Dieses Bild ist anders. Mila wendet uns nun ihr Gesicht zu und erlebt sich wieder ganz mit Haaren. Am offenen Fenster malt das Kind wenige Tage vor dem Sterben ein glückliches Kind mit neuen Zöpfen (Nach Chemotherapie selbst ohne Haare) und roten Wangen. Zu diesem Zeitpunkt leidet das Kind unter andauerndem Erbrechen, hochgradigen Schmerzen, Übelkeit, künstlicher Ernährung, Blasenkatheter, bedient selbst eine Morphiumpumpe, Kortison, Bluttransfusion, erlebte Operation am Halswirbel, um Ausdehnen des Tumors zu vermeiden, Chemotherapie, stärkste Medikamente, gegen Schmerz, Gehhilfen, Rollstuhl, danach das Pflegebett zu Hause. Im Übergang fühlt sie sich wieder komplett.
Susan Bach, Analytikerin von C, G,. Jung sagt: „Jungendliche können sich der gemalten Symbolsprache von Sterbenden sehr gut bedienen.“ (Siehe auch Elisabeth Kübler - Ross)
Bild V
Dieses zwölfjährige Kind hat unendliche Schmerzen ertragen, ohne zu klagen oder zu schimpfen Die Eltern hatten täglich am Bett gesessen, der Vater auch nachts, bis zur eigenen Erschöpfung. Außerdem die beiden anderen Geschwister noch betreut mit Schule und Familienleben. Dieses Bild, vor dem Sterbetag, zeigt den giftigen Finderhut, der die „generalisiert – toxische“ Vergiftung des ganzen Körpers, zeigen soll. Gegen alle Erwartungen ist das Kind in den Armen der Eltern schmerzfrei eingeschlafen. Während des gesamten Prozesses hatte das Kind keine Angst und war voller Vertrauen in Ärzte und Eltern. Die Lehrerin der Waldorfschule hat stets Hausbesuche gemacht und spricht auch auf der Beisetzung. - Leider haben die Leitlinien der Medizin eine ergänzende flexible komplementäre Behandlung unterlassen. Schließlich kamen die Experten der Palliativbegleitung ins Haus. Ein Arzt der Heidelberger Onkologie hat dazu folgendes formuliert: „Die Chemotherapie hält den Menschen am Leben, Die Komplementäre Medizin hält den Menschen im Leben“. Dieses Kind wusste, seit der Diagnose, um den schwierigen Verlauf des ihm bevorstehenden Prozesses. Schon im Vorhinein ist durch die Bilder der Verlauf sichtbar geworden. Hätten wir doch genügend Achtsamkeit für die Bilder gehabt. Mit Worten war es dem Kind nicht möglich es auszudrücken
Bild VI
Wie zur Bestätigung malt die zwei Jahre jüngere Schwester einen Schmetterling, der für den Prozess einer Wandlung steht.

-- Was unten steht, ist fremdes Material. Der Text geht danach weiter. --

// SPDX-License-Identifier: PMPL-1.0-or-later
// Copyright (c) 2026 Jonathan D.A. Jewell (hyperpolymath) <jonathan.jewell@open.ac.uk>
//
// Job registry: job id -> current job state.
//
// Status lookups go through here independently of queue position. Every
// status change goes through `transition`, which only allows forward moves
// of the job lifecycle; when the queue worker and the expiry sweep race for
// the same job, the first transition wins and the other is rejected.

use std::collections::HashMap;
use std::sync::{PoisonError, RwLock};
use std::time::Duration;

use chrono::Utc;
use tokio::time::Instant;
use tracing::{debug, instrument};

use labelwerk_core::error::{LabelwerkError, Result};
use labelwerk_core::types::{JobId, JobStatus, PrintJob};

#[derive(Debug, Clone)]
struct JobRecord {
    job: PrintJob,
    /// Monotonic twin of `job.expires_at`.
    deadline: Instant,
    /// When the job reached a terminal state.
    finished: Option<Instant>,
}

#[derive(Debug, Default)]
pub struct JobRegistry {
    jobs: RwLock<HashMap<JobId, JobRecord>>,
}

impl JobRegistry {
    pub fn new() -> Self {
        Self::default()
    }

    pub fn insert(&self, job: PrintJob, deadline: Instant) {
        let mut jobs = self.jobs.write().unwrap_or_else(PoisonError::into_inner);
        jobs.insert(
            job.id,
            JobRecord {
                job,
                deadline,
                finished: None,
            },
        );
    }

    pub fn get(&self, id: &JobId) -> Option<PrintJob> {
        let jobs = self.jobs.read().unwrap_or_else(PoisonError::into_inner);
        jobs.get(id).map(|record| record.job.clone())
    }

    pub fn status(&self, id: &JobId) -> Option<JobStatus> {
        let jobs = self.jobs.read().unwrap_or_else(PoisonError::into_inner);
        jobs.get(id).map(|record| record.job.status)
    }

    /// Inclusive: a job is past its deadline at exactly `deadline`.
    pub fn is_past_deadline(&self, id: &JobId, now: Instant) -> bool {
        let jobs = self.jobs.read().unwrap_or_else(PoisonError::into_inner);
        jobs.get(id).is_some_and(|record| now >= record.deadline)
    }

    pub fn len(&self) -> usize {
        self.jobs.read().unwrap_or_else(PoisonError::into_inner).len()
    }

    pub fn is_empty(&self) -> bool {
        self.len() == 0
    }

    /// Move a job forward in its lifecycle.
    #[instrument(skip(self, message), fields(job_id = %id))]
    pub fn transition(
        &self,
        id: &JobId,
        to: JobStatus,
        message: Option<String>,
    ) -> Result<PrintJob> {
        let mut jobs = self.jobs.write().unwrap_or_else(PoisonError::into_inner);
        let record = jobs
            .get_mut(id)
            .ok_or_else(|| LabelwerkError::JobNotFound(id.to_string()))?;

        let from = record.job.status;
        if !from.can_transition_to(to) {
            return Err(LabelwerkError::InvalidTransition { job: *id, from, to });
        }

        record.job.status = to;
        record.job.updated_at = Utc::now();
        if message.is_some() {
            record.job.error_message = message;
        }
        if to.is_terminal() {
            record.finished = Some(Instant::now());
        }
        debug!(%from, %to, "job status changed");
        Ok(record.job.clone())
    }

    /// Count a failed send attempt, where the copy loop stopped, and why.
    /// Returns the attempts made so far.
    pub fn record_attempt(&self, id: &JobId, copies_sent: u32, error: &str) -> Option<u32> {
        let mut jobs = self.jobs.write().unwrap_or_else(PoisonError::into_inner);
        let record = jobs.get_mut(id)?;
        record.job.attempts += 1;
        record.job.copies_sent = copies_sent;
        record.job.error_message = Some(error.to_string());
        record.job.updated_at = Utc::now();
        Some(record.job.attempts)
    }

    /// Record copies written by a successful send.
    pub fn record_copies(&self, id: &JobId, copies_sent: u32) {
        let mut jobs = self.jobs.write().unwrap_or_else(PoisonError::into_inner);
        if let Some(record) = jobs.get_mut(id) {
            record.job.copies_sent = copies_sent;
            record.job.updated_at = Utc::now();
        }
    }

    /// Drop jobs that have been terminal for at least `retention`.
    pub fn reclaim(&self, now: Instant, retention: Duration) -> usize {
        let mut jobs = self.jobs.write().unwrap_or_else(PoisonError::into_inner);
        let before = jobs.len();
        jobs.retain(|_, record| match record.finished {
            Some(at) => now.saturating_duration_since(at) < retention,
            None => true,
        });
        before - jobs.len()
    }
}

#[cfg(test)]
mod tests {
    use super::*;
    use labelwerk_core::types::Dialect;

    fn job() -> PrintJob {
        PrintJob::new(
            "shipping".into(),
            "dock".into(),
            Dialect::Zpl,
            b"^XA^XZ".to_vec(),
            1,
            Duration::from_secs(300),
        )
    }

    #[test]
    fn transitions_are_forward_only() {
        let registry = JobRegistry::new();
        let job = job();
        let id = job.id;
        registry.insert(job, Instant::now() + Duration::from_secs(300));

        registry.transition(&id, JobStatus::Printing, None).unwrap();
        let err = registry
            .transition(&id, JobStatus::Expired, None)
            .unwrap_err();
        assert!(matches!(err, LabelwerkError::InvalidTransition { .. }));

        let done = registry.transition(&id, JobStatus::Completed, None).unwrap();
        assert_eq!(done.status, JobStatus::Completed);
        assert!(registry.transition(&id, JobStatus::Failed, None).is_err());
    }

    #[test]
    fn unknown_job_is_not_found() {
        let registry = JobRegistry::new();
        let err = registry
            .transition(&JobId::new(), JobStatus::Printing, None)
            .unwrap_err();
        assert!(matches!(err, LabelwerkError::JobNotFound(_)));
    }

    #[test]
    fn attempts_accumulate() {
        let registry = JobRegistry::new();
        let job = job();
        let id = job.id;
        registry.insert(job, Instant::now());

        assert_eq!(registry.record_attempt(&id, 2, "timed out"), Some(1));
        assert_eq!(registry.record_attempt(&id, 3, "channel closed"), Some(2));
        let stored = registry.get(&id).unwrap();
        assert_eq!(stored.copies_sent, 3);
        assert_eq!(stored.attempts, 2);
        assert_eq!(stored.error_message.as_deref(), Some("channel closed"));
        assert_eq!(registry.record_attempt(&JobId::new(), 0, "x"), None);
    }

    #[tokio::test(start_paused = true)]
    async fn deadline_is_inclusive() {
        let registry = JobRegistry::new();
        let job = job();
        let id = job.id;
        let deadline = Instant::now() + Duration::from_secs(300);
        registry.insert(job, deadline);

        assert!(!registry.is_past_deadline(&id, deadline - Duration::from_millis(1)));
        assert!(registry.is_past_deadline(&id, deadline));
    }

    #[tokio::test(start_paused = true)]
    async fn terminal_jobs_are_reclaimed_after_retention() {
        let registry = JobRegistry::new();
        let finished = job();
        let pending = job();
        let finished_id = finished.id;
        let pending_id = pending.id;
        let deadline = Instant::now() + Duration::from_secs(300);
        registry.insert(finished, deadline);
        registry.insert(pending, deadline);

        registry
            .transition(&finished_id, JobStatus::Expired, None)
            .unwrap();

        let retention = Duration::from_secs(60);
        assert_eq!(registry.reclaim(Instant::now(), retention), 0);

        tokio::time::advance(Duration::from_secs(60)).await;
        assert_eq!(registry.reclaim(Instant::now(), retention), 1);
        assert!(registry.get(&finished_id).is_none());
        assert!(registry.get(&pending_id).is_some());
    }
}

Ein Herz mit seinen Adern, in der Ferne zwei Vögel auf dem Weg in den Herbst, neben den Füßen eine Krücke, (die die erkrankte Schwester bereits benötigte) und vier schwarze Schmetterlinge Symbol für die Restfamilie, die nun nur noch zu viert ist. Das Geschwisterkind hat im Bild genau die Verwandlung der Familie erspürt. Wandlungen werden dem Schmetterling zugeschrieben, kommt er doch unverhofft durch eine verpuppte Larve in die Welt. Auf der Oberfläche haben die bemühten Mediziner den Tumor bekämpft, aber die Tiefe der veranlagten „DNA Botschaft“ nicht berühren können.
Pflegpersonal, Ergotherapeuten, Krankengymnasten, Psychologie waren professionelle Helfer. Das Kind selbst hat die eigentliche Botschaft in den Bildern zum Ausdruck gebracht.
Es ist kein Trost, dass eines von einer Millionen Kindern diese Diagnose hat. Es gab für Mutter und Vater keinen anderen Ausweg, als Hingabe. Sie haben ihr Kind in den Armen gehalten. Als alle Medikamente abgesetzt wurden, war das Kind ohne Schmerzen, ohne Erbrechen, ohne Übelkeit, ist sanft eingeschlafen.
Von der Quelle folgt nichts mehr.